A new virtual reality fashion experience is to open at V&A Dundee. Dundee-based fashion and textiles social enterprise Scotland Re:Design (SRD) will present an immersive fashion show through VR and holographic content, where the clothes, models and showcasing of garments are all constructed digitally. Titled HIDDEN FLOORS, it will display collections and exhibitors created especially for the exhibition on a digital runway, also visible via a QR code on visitor’s own phones. The work is set to be unveiled on Friday 17th November 2023 at the annual Opening Night Gala of the annual Scottish Fashion Festival.
Tate Britain has opened its ‘Women in Revolt!’ exhibition, featuring feminist art in the UK from 1970 to 1990. Painting, drawing, photography, textiles, printmaking, film, sculpture, and archival materials have been brought together to “map a landscape of creative practice forged against a backdrop of extreme social, economic, and political change.” Runs until 7 April 2024.
The Hunterian at the University of Glasgow has invited filmmaker and scholar Manthia Diawara and art historian and curator Terri Geis to collaborate on a group exhibition that “reframes the African art and textiles which form part of its permanent collection”. ‘The Trembling Museum’ exhibition features objects including musical instruments, sculptures, paintings, and clothing which have been historically classified as ‘ethnographic’ collection objects, rarely considered within the conceptual context of art. The exhibition will feature recent acquisitions and other loans to bring further contemporary works into dialogue with The Hunterian’s African material. Runs 2 December 2023 – 19 May 2024.

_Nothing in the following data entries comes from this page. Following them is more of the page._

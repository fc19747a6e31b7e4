//! KeyVaultBlobStore against a fake vault served by wiremock

mod support;

use std::sync::Arc;
use std::sync::atomic::{AtomicUsize, Ordering};

use futures::TryStreamExt;
use pretty_assertions::assert_eq;
use secretblob_keyvault::prelude::*;
use serde_json::json;
use support::FakeVault;
use tokio::sync::Mutex;
use wiremock::matchers::{method, path, query_param};
use wiremock::{Mock, MockServer, ResponseTemplate};

const NAMES: [&str; 4] = ["bio", "photo", "resume", "portfolio"];

async fn setup(prefix: &str) -> (MockServer, FakeVault, KeyVaultBlobStore) {
    let server = MockServer::start().await;
    let vault = FakeVault::mount(&server).await;
    let store = support::store(&server, prefix);
    (server, vault, store)
}

fn unique(name: &str) -> String {
    format!("{}{name}", uuid::Uuid::new_v4())
}

fn collecting(sink: Arc<Mutex<Vec<String>>>) -> BlobVisitor {
    visitor(move |blob| {
        let sink = Arc::clone(&sink);
        async move {
            sink.lock().await.push(blob.name);
            Ok(())
        }
    })
}

#[tokio::test]
async fn test_put_then_get() {
    let (_server, vault, store) = setup("").await;

    store.put("bio", "Fred Flintstone").await.unwrap();

    assert_eq!(store.get("bio").await.unwrap(), "Fred Flintstone");
    assert_eq!(vault.value("bio").as_deref(), Some("Fred Flintstone"));
}

#[tokio::test]
async fn test_last_writer_wins() {
    let (_server, _vault, store) = setup("").await;

    store.put("bio", "first").await.unwrap();
    store.put("bio", "second").await.unwrap();

    assert_eq!(store.get("bio").await.unwrap(), "second");
}

#[tokio::test]
async fn test_get_missing_is_not_found() {
    let (_server, _vault, store) = setup("").await;

    let err = store.get("nope").await.unwrap_err();

    match err {
        BlobError::NotFound { key } => assert_eq!(key, "nope"),
        other => panic!("expected NotFound, got {other:?}"),
    }
}

#[tokio::test]
async fn test_delete_then_get_is_not_found() {
    let (_server, vault, store) = setup("").await;
    store.put("bio", "Fred").await.unwrap();

    store.delete("bio").await.unwrap();

    assert!(store.get("bio").await.unwrap_err().is_not_found());
    assert!(vault.names().is_empty());
}

#[tokio::test]
async fn test_delete_missing_is_ok() {
    let (_server, _vault, store) = setup("").await;

    store.delete("never-created").await.unwrap();
    store.delete("never-created").await.unwrap();
}

#[tokio::test]
async fn test_empty_key_never_reaches_the_vault() {
    let (server, _vault, store) = setup("").await;

    assert!(store.get("").await.unwrap_err().is_not_found());
    assert!(store.get_bytes("").await.unwrap_err().is_not_found());
    let mut out = Vec::new();
    assert!(store.get_into("", &mut out).await.unwrap_err().is_not_found());
    assert!(out.is_empty());

    store.delete("").await.unwrap();

    let err = store.put("", "Fred").await.unwrap_err();
    assert!(matches!(
        err.backend_source::<KeyVaultError>(),
        Some(KeyVaultError::EmptySecretName)
    ));

    assert!(server.received_requests().await.unwrap().is_empty());
}

#[tokio::test]
async fn test_empty_key_under_prefix_is_the_prefix_secret() {
    let (_server, vault, store) = setup("app-").await;

    store.put("", "Fred").await.unwrap();

    assert_eq!(store.get("").await.unwrap(), "Fred");
    assert_eq!(vault.value("app-").as_deref(), Some("Fred"));
    store.delete("").await.unwrap();
    assert!(store.get("").await.unwrap_err().is_not_found());
}

#[tokio::test]
async fn test_reader_writer_and_bytes() {
    let (_server, _vault, store) = setup("").await;

    let mut reader: &[u8] = "Wilma".as_bytes();
    store.put_reader("bio", &mut reader).await.unwrap();

    let mut out = Vec::new();
    store.get_into("bio", &mut out).await.unwrap();
    assert_eq!(out, b"Wilma");

    assert_eq!(store.get_bytes("bio").await.unwrap(), b"Wilma".to_vec());
}

#[tokio::test]
async fn test_get_into_missing_writes_nothing() {
    let (_server, _vault, store) = setup("").await;

    let mut out = Vec::new();
    let err = store.get_into("nope", &mut out).await.unwrap_err();

    assert!(err.is_not_found());
    assert!(out.is_empty());
}

#[tokio::test]
async fn test_open_read_write_not_supported() {
    let (server, _vault, store) = setup("").await;

    assert!(store.open_read("bio").await.err().unwrap().is_not_supported());
    assert!(store.open_write("bio").await.err().unwrap().is_not_supported());
    assert!(server.received_requests().await.unwrap().is_empty());
}

#[tokio::test]
async fn test_prefix_applied_on_the_wire() {
    let (_server, vault, store) = setup("app-").await;

    store.put("bio", "Fred").await.unwrap();

    assert_eq!(vault.names(), vec!["app-bio"]);
    assert_eq!(store.prefix(), "app-");
    assert_eq!(store.get("bio").await.unwrap(), "Fred");
}

#[tokio::test]
async fn test_find_star_dot_star_returns_fresh_entries() {
    let (_server, _vault, store) = setup("").await;
    let keys: Vec<String> = NAMES.iter().map(|n| unique(n)).collect();
    for key in &keys {
        store.put(key, "Fred").await.unwrap();
    }

    // Four entries on pages of two
    let mut found = store.find("*.*").await.unwrap();
    found.sort();
    let mut expected = keys.clone();
    expected.sort();
    assert_eq!(found, expected);

    for key in &keys {
        store.delete(key).await.unwrap();
    }
    assert!(store.find("*.*").await.unwrap().is_empty());
}

#[tokio::test]
async fn test_find_pattern() {
    let (_server, _vault, store) = setup("").await;
    for name in NAMES {
        store.put(name, "x").await.unwrap();
    }

    assert_eq!(store.find("p*").await.unwrap(), vec!["photo", "portfolio"]);
    assert_eq!(store.find("?io").await.unwrap(), vec!["bio"]);
    assert!(store.find("*.txt").await.unwrap().is_empty());
}

#[tokio::test]
async fn test_prefixes_isolate_stores() {
    let server = MockServer::start().await;
    let vault = FakeVault::mount(&server).await;
    let orders = support::store(&server, "orders-");
    let users = support::store(&server, "users-");

    orders.put("a1", "x").await.unwrap();
    orders.put("a2", "x").await.unwrap();
    users.put("a1", "y").await.unwrap();
    vault.insert("unrelated", "z");

    assert_eq!(orders.find("*").await.unwrap(), vec!["a1", "a2"]);
    assert_eq!(users.find("*").await.unwrap(), vec!["a1"]);
    assert_eq!(users.get("a1").await.unwrap(), "y");

    let names: Vec<String> = users
        .blobs()
        .map_ok(|blob| blob.name)
        .try_collect()
        .await
        .unwrap();
    assert_eq!(names, vec!["a1"]);
}

#[tokio::test]
async fn test_enumerate_sequential_visits_each_entry() {
    let (_server, _vault, store) = setup("").await;
    for name in NAMES {
        store.put(&unique(name), "x").await.unwrap();
    }

    let seen = Arc::new(Mutex::new(Vec::new()));
    store
        .enumerate(None, collecting(Arc::clone(&seen)), VisitMode::Sequential)
        .await
        .unwrap();

    assert_eq!(seen.lock().await.len(), 4);
}

#[tokio::test]
async fn test_enumerate_concurrent_finishes_all_visits() {
    let (_server, _vault, store) = setup("").await;
    for name in NAMES {
        store.put(name, "x").await.unwrap();
    }

    let count = Arc::new(AtomicUsize::new(0));
    let counter = Arc::clone(&count);
    let visit = visitor(move |_blob| {
        let counter = Arc::clone(&counter);
        async move {
            tokio::task::yield_now().await;
            counter.fetch_add(1, Ordering::SeqCst);
            Ok(())
        }
    });

    store
        .enumerate(None, visit, VisitMode::Concurrent)
        .await
        .unwrap();

    assert_eq!(count.load(Ordering::SeqCst), 4);
}

#[tokio::test]
async fn test_enumerate_applies_filter_to_stripped_names() {
    let (_server, _vault, store) = setup("app-").await;
    for name in NAMES {
        store.put(name, "x").await.unwrap();
    }

    let seen = Arc::new(Mutex::new(Vec::new()));
    store
        .enumerate(Some("*o"), collecting(Arc::clone(&seen)), VisitMode::Sequential)
        .await
        .unwrap();

    assert_eq!(*seen.lock().await, vec!["bio", "photo", "portfolio"]);
}

#[tokio::test]
async fn test_enumerate_stops_on_visitor_error() {
    let (_server, _vault, store) = setup("").await;
    for name in NAMES {
        store.put(name, "x").await.unwrap();
    }

    let calls = Arc::new(AtomicUsize::new(0));
    let counter = Arc::clone(&calls);
    let visit = visitor(move |blob| {
        let counter = Arc::clone(&counter);
        async move {
            counter.fetch_add(1, Ordering::SeqCst);
            if blob.name == "photo" {
                return Err(BlobError::not_found(blob.name));
            }
            Ok(())
        }
    });

    let err = store
        .enumerate(None, visit, VisitMode::Sequential)
        .await
        .unwrap_err();

    assert!(err.is_not_found());
    // bio, photo; portfolio and resume are never visited
    assert_eq!(calls.load(Ordering::SeqCst), 2);
}

#[tokio::test]
async fn test_descriptor_projection() {
    let (_server, _vault, store) = setup("").await;
    store.put("bio", "x").await.unwrap();

    let blobs: Vec<BlobDescriptor> = store.blobs().try_collect().await.unwrap();

    assert_eq!(blobs.len(), 1);
    let blob = &blobs[0];
    assert_eq!(blob.name, "bio");
    assert!(!blob.deleted);
    assert!(blob.enabled);
    assert!(blob.metadata.is_empty());
    assert_eq!(blob.version, None);
}

#[tokio::test]
async fn test_blobs_is_restartable() {
    let (_server, _vault, store) = setup("").await;
    for name in NAMES {
        store.put(name, "x").await.unwrap();
    }

    let first: Vec<BlobDescriptor> = store.blobs().try_collect().await.unwrap();
    store.delete("bio").await.unwrap();
    let second: Vec<BlobDescriptor> = store.blobs().try_collect().await.unwrap();

    assert_eq!(first.len(), 4);
    assert_eq!(second.len(), 3);
}

#[tokio::test]
async fn test_page_size_sent_as_maxresults() {
    let server = MockServer::start().await;
    let vault = FakeVault::mount(&server).await;
    let store = KeyVaultBlobStore::new(support::config(&server).with_page_size(1)).unwrap();
    for name in NAMES {
        vault.insert(name, "x");
    }

    assert_eq!(store.find("*").await.unwrap().len(), 4);
    assert_eq!(store.metrics().list_count(), 4);

    let requests = server.received_requests().await.unwrap();
    assert!(
        requests
            .iter()
            .all(|r| r.url.query_pairs().any(|(k, v)| k == "maxresults" && v == "1"))
    );
}

#[tokio::test]
async fn test_listing_404_means_empty() {
    let server = MockServer::start().await;
    Mock::given(method("GET"))
        .and(path("/secrets"))
        .respond_with(support::not_found("secrets"))
        .mount(&server)
        .await;
    let store = support::store(&server, "");

    let calls = Arc::new(AtomicUsize::new(0));
    let counter = Arc::clone(&calls);
    let visit = visitor(move |_| {
        counter.fetch_add(1, Ordering::SeqCst);
        async { Ok(()) }
    });

    store
        .enumerate(None, visit, VisitMode::Sequential)
        .await
        .unwrap();
    assert_eq!(calls.load(Ordering::SeqCst), 0);
    assert!(store.find("*.*").await.unwrap().is_empty());

    // The lazy listing reports the failure instead
    let err = store.blobs().try_next().await.unwrap_err();
    let inner = err.backend_source::<KeyVaultError>().unwrap();
    assert!(inner.is_not_found());
}

#[tokio::test]
async fn test_mid_listing_failure_propagates() {
    let server = MockServer::start().await;
    Mock::given(method("GET"))
        .and(path("/secrets"))
        .and(query_param("$skiptoken", "2"))
        .respond_with(ResponseTemplate::new(503).set_body_json(json!({
            "error": {"code": "ServiceUnavailable", "message": "try later"}
        })))
        .with_priority(1)
        .mount(&server)
        .await;
    let vault = FakeVault::mount(&server).await;
    let store = support::store(&server, "");
    for name in NAMES {
        vault.insert(name, "x");
    }

    let seen = Arc::new(Mutex::new(Vec::new()));
    let err = store
        .enumerate(None, collecting(Arc::clone(&seen)), VisitMode::Sequential)
        .await
        .unwrap_err();

    let inner = err.backend_source::<KeyVaultError>().unwrap();
    assert_eq!(inner.status().map(|s| s.as_u16()), Some(503));
    // The first page was visited before the failure
    assert_eq!(seen.lock().await.len(), 2);

    let err = store.find("*").await.unwrap_err();
    assert!(!err.is_not_found());
}

#[tokio::test]
async fn test_wrong_token_propagates_unauthorized() {
    let server = MockServer::start().await;
    let _vault = FakeVault::mount(&server).await;
    let config = KeyVaultStoreConfig::new(server.uri().parse().unwrap())
        .with_credential(CredentialSource::provided(StaticTokenCredential::new("wrong")));
    let store = KeyVaultBlobStore::new(config).unwrap();

    let err = store.get("bio").await.unwrap_err();

    assert!(!err.is_not_found());
    match err.backend_source::<KeyVaultError>() {
        Some(KeyVaultError::Service { status, code, .. }) => {
            assert_eq!(status.as_u16(), 401);
            assert_eq!(code.as_deref(), Some("Unauthorized"));
        }
        other => panic!("expected a 401 service error, got {other:?}"),
    }
}

#[tokio::test]
async fn test_content_type_and_tags_applied_to_puts() {
    let server = MockServer::start().await;
    let vault = FakeVault::mount(&server).await;
    let config = support::config(&server)
        .with_content_type("text/plain")
        .with_tag("owner", "blobstore");
    let store = KeyVaultBlobStore::new(config).unwrap();

    store.put("bio", "x").await.unwrap();

    assert_eq!(vault.content_type("bio").as_deref(), Some("text/plain"));
    assert_eq!(vault.tags("bio"), Some(json!({"owner": "blobstore"})));

    let blob = store.blobs().try_next().await.unwrap().unwrap();
    assert_eq!(blob.content_type.as_deref(), Some("text/plain"));
    assert_eq!(blob.tags.get("owner").map(String::as_str), Some("blobstore"));
}

#[tokio::test]
async fn test_metrics_count_remote_calls() {
    let (_server, _vault, store) = setup("").await;

    store.put("bio", "x").await.unwrap();
    store.get("bio").await.unwrap();
    store.get("missing").await.unwrap_err();
    store.delete("missing").await.unwrap();

    let metrics = store.metrics();
    assert_eq!(metrics.put_count(), 1);
    assert_eq!(metrics.get_count(), 2);
    assert_eq!(metrics.delete_count(), 1);
    assert_eq!(metrics.error_count(), 2);
}

#[tokio::test]
async fn test_usable_as_trait_object() {
    let (_server, _vault, store) = setup("").await;
    let store: Arc<dyn BlobStore> = Arc::new(store);

    store.put("bio", "x").await.unwrap();
    assert_eq!(store.find("*.*").await.unwrap(), vec!["bio"]);
}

A large-scale virtual model of a human heart is now on display in the Science Museum, created by bioengineer Dr Jazmín Aguado Sierra. Using scans of her own heart, the virtual heart, which sits in the Bodies section, functions just like her own. Visitors can see the Virtual Heart display, which Dr Aguado Sierra introduces, within the Engineers gallery. The Virtual Heart simulation was made using data and a high-performance supercomputer.
‘The Printmaker’s Art: Rembrandt to Rego’ opens at National Galleries of Scotland this winter, an exhibition exploring the history of printmaking across four galleries with around 100 artworks by artists, including Rembrandt, Hokusai, Pablo Picasso, Andy Warhol, Bridget Riley and Paula Rego. The exhibition includes early woodcuts, pop-art, and new artworks acquired through the Iain Paul Fund on display together for the first time. Runs 2 December 2023 – 25 February 2024.
A new exhibition looking at Glasgow’s links to transatlantic slavery and colonialism has opened at Kelvingrove Art Gallery and Museum. ‘Glasgow – City of Empire’ explores how the city’s past and present have been “heavily shaped by histories of slavery and Empire, and their legacies”, in a display co-curated with the Our Shared Cultural Heritage (OSCH) Changemakers, a group of young people who explore the shared cultures and histories of the UK and South Asia. Alongside objects from its collection, the exhibition features digital resources, including audio-visual installations, and QR codes pointing to online content and a Smartify audio tour.